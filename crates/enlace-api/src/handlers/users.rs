//! CRUD handlers for user records.
//!
//! Thin pass-through over the user repository following the shared CRUD
//! error convention.

use axum::{
    extract::{Path, State},
    http::StatusCode,
    response::{IntoResponse, Response},
    Json,
};
use enlace_core::{NewUser, UpdateUser, UserId};
use tracing::instrument;
use uuid::Uuid;

use super::{message_response, storage_error_response};
use crate::AppState;

/// `POST /api/users`
#[instrument(name = "create_user", skip(state, payload))]
pub async fn create_user(
    State(state): State<AppState>,
    Json(payload): Json<NewUser>,
) -> Response {
    match state.storage.users.create(&payload).await {
        Ok(user) => (StatusCode::CREATED, Json(user)).into_response(),
        Err(e) => message_response(StatusCode::BAD_REQUEST, e.to_string()),
    }
}

/// `GET /api/users`
#[instrument(name = "list_users", skip(state))]
pub async fn list_users(State(state): State<AppState>) -> Response {
    match state.storage.users.list_all().await {
        Ok(users) => Json(users).into_response(),
        Err(e) => storage_error_response(&e),
    }
}

/// `GET /api/users/{id}`
#[instrument(name = "get_user", skip(state))]
pub async fn get_user(State(state): State<AppState>, Path(id): Path<Uuid>) -> Response {
    match state.storage.users.find_by_id(UserId::from(id)).await {
        Ok(Some(user)) => Json(user).into_response(),
        Ok(None) => message_response(StatusCode::NOT_FOUND, "User not found"),
        Err(e) => storage_error_response(&e),
    }
}

/// `PUT | PATCH /api/users/{id}`
#[instrument(name = "update_user", skip(state, payload))]
pub async fn update_user(
    State(state): State<AppState>,
    Path(id): Path<Uuid>,
    Json(payload): Json<UpdateUser>,
) -> Response {
    match state.storage.users.update(UserId::from(id), &payload).await {
        Ok(Some(user)) => Json(user).into_response(),
        Ok(None) => message_response(StatusCode::NOT_FOUND, "User not found"),
        Err(e) => message_response(StatusCode::BAD_REQUEST, e.to_string()),
    }
}

/// `DELETE /api/users/{id}`
#[instrument(name = "delete_user", skip(state))]
pub async fn delete_user(State(state): State<AppState>, Path(id): Path<Uuid>) -> Response {
    match state.storage.users.delete(UserId::from(id)).await {
        Ok(Some(_)) => message_response(StatusCode::OK, "User deleted successfully"),
        Ok(None) => message_response(StatusCode::NOT_FOUND, "User not found"),
        Err(e) => storage_error_response(&e),
    }
}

**Work instructions**: Please give all the lines above again, exactly as they read.

**Task solution**:
filename crates/enlace-api/src/handlers/users.rs
//! CRUD handlers for user records.
//!
//! Thin pass-through over the user repository following the shared CRUD
//! error convention.

use axum::{
    extract::{Path, State},
    http::StatusCode,
    response::{IntoResponse, Response},
    Json,
};
use enlace_core::{NewUser, UpdateUser, UserId};
use tracing::instrument;
use uuid::Uuid;

use super::{message_response, storage_error_response};
use crate::AppState;

/// `POST /api/users`
#[instrument(name = "create_user", skip(state, payload))]
pub async fn create_user(
    State(state): State<AppState>,
    Json(payload): Json<NewUser>,
) -> Response {
    match state.storage.users.create(&payload).await {
        Ok(user) => (StatusCode::CREATED, Json(user)).into_response(),
        Err(e) => message_response(StatusCode::BAD_REQUEST, e.to_string()),
    }
}

/// `GET /api/users`
#[instrument(name = "list_users", skip(state))]
pub async fn list_users(State(state): State<AppState>) -> Response {
    match state.storage.users.list_all().await {
        Ok(users) => Json(users).into_response(),
        Err(e) => storage_error_response(&e),
    }
}

/// `GET /api/users/{id}`
#[instrument(name = "get_user", skip(state))]
pub async fn get_user(State(state): State<AppState>, Path(id): Path<Uuid>) -> Response {
    match state.storage.users.find_by_id(UserId::from(id)).await {
        Ok(Some(user)) => Json(user).into_response(),
        Ok(None) => message_response(StatusCode::NOT_FOUND, "User not found"),
        Err(e) => storage_error_response(&e),
    }
}

/// `PUT | PATCH /api/users/{id}`
#[instrument(name = "update_user", skip(state, payload))]
pub async fn update_user(
    State(state): State<AppState>,
    Path(id): Path<Uuid>,
    Json(payload): Json<UpdateUser>,
) -> Response {
    match state.storage.users.update(UserId::from(id), &payload).await {
        Ok(Some(user)) => Json(user).into_response(),
        Ok(None) => message_response(StatusCode::NOT_FOUND, "User not found"),
        Err(e) => message_response(StatusCode::BAD_REQUEST, e.to_string()),
    }
}

/// `DELETE /api/users/{id}`
#[instrument(name = "delete_user", skip(state))]
pub async fn delete_user(State(state): State<AppState>, Path(id): Path<Uuid>) -> Response {
    match state.storage.users.delete(UserId::from(id)).await {
        Ok(Some(_)) => message_response(StatusCode::OK, "User deleted successfully"),
        Ok(None) => message_response(StatusCode::NOT_FOUND, "User not found"),
        Err(e) => storage_error_response(&e),
    }
}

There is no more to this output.